Death, which lurks in every corner of a big metropolis, struck with unusual suddenness in New York City last week: P:Shy Josephine Marra, 29, was embarrassed by the awful pain in her abdomen. She had no idea what caused it. She had just been walking along Brooklyn's Greene Avenue, had doubled up, and then had fallen. Flustered, she allowed a passer-by to help her into a small, private hospital. But the doctor was about to perform an operation on another patient, and asked her to wait. She left, walked seven blocks to her home. The puzzling pain grew worse. After two hours Josephine's stepmother called a doctor.

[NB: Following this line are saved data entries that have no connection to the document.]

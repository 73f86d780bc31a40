use super::*;

fn seed() -> AdminSeedConfig {
    AdminSeedConfig {
        name: "Administrador".to_string(),
        email: "admin@example.com".to_string(),
        password: "admin-senha".to_string(),
    }
}

/// Tests seeding into an empty database.
///
/// Expected: Ok(Some) admin that can log in
#[tokio::test]
async fn creates_admin_when_missing() -> Result<(), AppError> {
    let test = TestBuilder::new().with_table(UserEntity).build().await.unwrap();
    let db = test.db.as_ref().unwrap();

    let service = UserService::new(db);
    let admin = service.seed_admin(&seed()).await?.expect("admin should be created");

    assert_eq!(admin.role, UserRole::Admin);
    assert!(service
        .authenticate("admin@example.com", "admin-senha")
        .await
        .is_ok());

    Ok(())
}

/// Tests seeding when an admin already exists.
///
/// Expected: Ok(None) and no new account
#[tokio::test]
async fn skips_when_admin_exists() -> Result<(), AppError> {
    let test = TestBuilder::new().with_table(UserEntity).build().await.unwrap();
    let db = test.db.as_ref().unwrap();

    factory::create_admin(db).await?;

    let service = UserService::new(db);
    let result = service.seed_admin(&seed()).await?;

    assert!(result.is_none());
    assert_eq!(service.list(0, 10).await?.total, 1);

    Ok(())
}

He took one alarmed look, decided to send her to a hospital. But the ambulance did not come for another hour. When emergency-ward surgeons finally discovered her trouble it was too late. She died without knowing that a .22 caliber bullet, fired by boys playing on a housetop, had gone through her back and into her stomach. P:At four in the morning, Hector A. Orta, a small, brown-faced Puerto Rican, walked into a Times Square subway station. There were only a dozen people in the echoing cavern, but one of them--a huge, slack-faced man--was drunk. As he reeled and mumbled, the rest watched him nervously. Suddenly they shrank back against the shiny, tile walls; the drunken man was twirling a revolver. He swung around, his eyes full of cunning, and threw his free arm around the neck of the man nearest to him--which happened to be Hector Orta. The big man pushed the revolver against the little man and fired. He fired twice more. Later, two policemen came and took him away. He said his name was Kelly--Joseph Kelly--but he didn't know why he had killed Hector A. Orta. P: Alexander Cook, 41, a mailman, father of four, was making his last round of the day on Manhattan's lower Seventh Avenue. It was cold and windy, and he had his face buried in his collar. Above him, on the roof of a 15-story apartment building, Mrs. Natalie Biro, a blonde, 36-year-old radio actress, was getting ready to commit suicide. She had tied her hair in a kerchief, put on slacks (which would not billow in the wind) and pinned her purse to them. Two seconds after she closed her eyes and jumped she landed squarely on the head and shoulders of Alexander Cook, smashing him to the sidewalk, killing herself and him.